─── Record excerpts ───
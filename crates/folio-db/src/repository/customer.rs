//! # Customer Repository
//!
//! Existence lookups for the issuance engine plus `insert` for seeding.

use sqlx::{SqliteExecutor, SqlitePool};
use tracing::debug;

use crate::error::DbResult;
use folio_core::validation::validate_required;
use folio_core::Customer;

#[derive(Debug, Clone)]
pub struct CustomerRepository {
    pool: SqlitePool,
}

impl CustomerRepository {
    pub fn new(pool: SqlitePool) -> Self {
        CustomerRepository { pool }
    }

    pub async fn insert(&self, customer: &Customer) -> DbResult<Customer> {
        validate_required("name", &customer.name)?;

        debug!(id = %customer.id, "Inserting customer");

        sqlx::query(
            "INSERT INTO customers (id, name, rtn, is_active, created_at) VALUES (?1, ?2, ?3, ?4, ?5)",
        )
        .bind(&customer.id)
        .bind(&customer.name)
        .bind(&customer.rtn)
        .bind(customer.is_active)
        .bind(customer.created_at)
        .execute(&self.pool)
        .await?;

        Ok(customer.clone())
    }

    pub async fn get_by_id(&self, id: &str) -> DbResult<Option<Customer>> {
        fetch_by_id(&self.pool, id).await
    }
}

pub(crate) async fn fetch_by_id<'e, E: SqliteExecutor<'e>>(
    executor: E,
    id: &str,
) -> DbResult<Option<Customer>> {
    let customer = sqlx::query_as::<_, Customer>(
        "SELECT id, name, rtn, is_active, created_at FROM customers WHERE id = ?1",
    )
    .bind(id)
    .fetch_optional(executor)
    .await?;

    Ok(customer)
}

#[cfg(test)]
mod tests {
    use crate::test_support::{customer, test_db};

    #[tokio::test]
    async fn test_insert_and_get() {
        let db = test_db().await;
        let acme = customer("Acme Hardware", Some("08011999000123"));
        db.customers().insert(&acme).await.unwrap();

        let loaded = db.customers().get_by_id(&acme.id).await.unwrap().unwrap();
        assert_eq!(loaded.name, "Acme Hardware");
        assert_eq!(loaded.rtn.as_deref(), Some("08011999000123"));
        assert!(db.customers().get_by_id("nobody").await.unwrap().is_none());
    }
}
───
Exercise requirements: Please give back all of the records exactly as written.

Result of the exercise:
filename crates/folio-db/src/repository/customer.rs
//! # Customer Repository
//!
//! Existence lookups for the issuance engine plus `insert` for seeding.

use sqlx::{SqliteExecutor, SqlitePool};
use tracing::debug;

use crate::error::DbResult;
use folio_core::validation::validate_required;
use folio_core::Customer;

#[derive(Debug, Clone)]
pub struct CustomerRepository {
    pool: SqlitePool,
}

impl CustomerRepository {
    pub fn new(pool: SqlitePool) -> Self {
        CustomerRepository { pool }
    }

    pub async fn insert(&self, customer: &Customer) -> DbResult<Customer> {
        validate_required("name", &customer.name)?;

        debug!(id = %customer.id, "Inserting customer");

        sqlx::query(
            "INSERT INTO customers (id, name, rtn, is_active, created_at) VALUES (?1, ?2, ?3, ?4, ?5)",
        )
        .bind(&customer.id)
        .bind(&customer.name)
        .bind(&customer.rtn)
        .bind(customer.is_active)
        .bind(customer.created_at)
        .execute(&self.pool)
        .await?;

        Ok(customer.clone())
    }

    pub async fn get_by_id(&self, id: &str) -> DbResult<Option<Customer>> {
        fetch_by_id(&self.pool, id).await
    }
}

pub(crate) async fn fetch_by_id<'e, E: SqliteExecutor<'e>>(
    executor: E,
    id: &str,
) -> DbResult<Option<Customer>> {
    let customer = sqlx::query_as::<_, Customer>(
        "SELECT id, name, rtn, is_active, created_at FROM customers WHERE id = ?1",
    )
    .bind(id)
    .fetch_optional(executor)
    .await?;

    Ok(customer)
}

#[cfg(test)]
mod tests {
    use crate::test_support::{customer, test_db};

    #[tokio::test]
    async fn test_insert_and_get() {
        let db = test_db().await;
        let acme = customer("Acme Hardware", Some("08011999000123"));
        db.customers().insert(&acme).await.unwrap();

        let loaded = db.customers().get_by_id(&acme.id).await.unwrap().unwrap();
        assert_eq!(loaded.name, "Acme Hardware");
        assert_eq!(loaded.rtn.as_deref(), Some("08011999000123"));
        assert!(db.customers().get_by_id("nobody").await.unwrap().is_none());
    }
}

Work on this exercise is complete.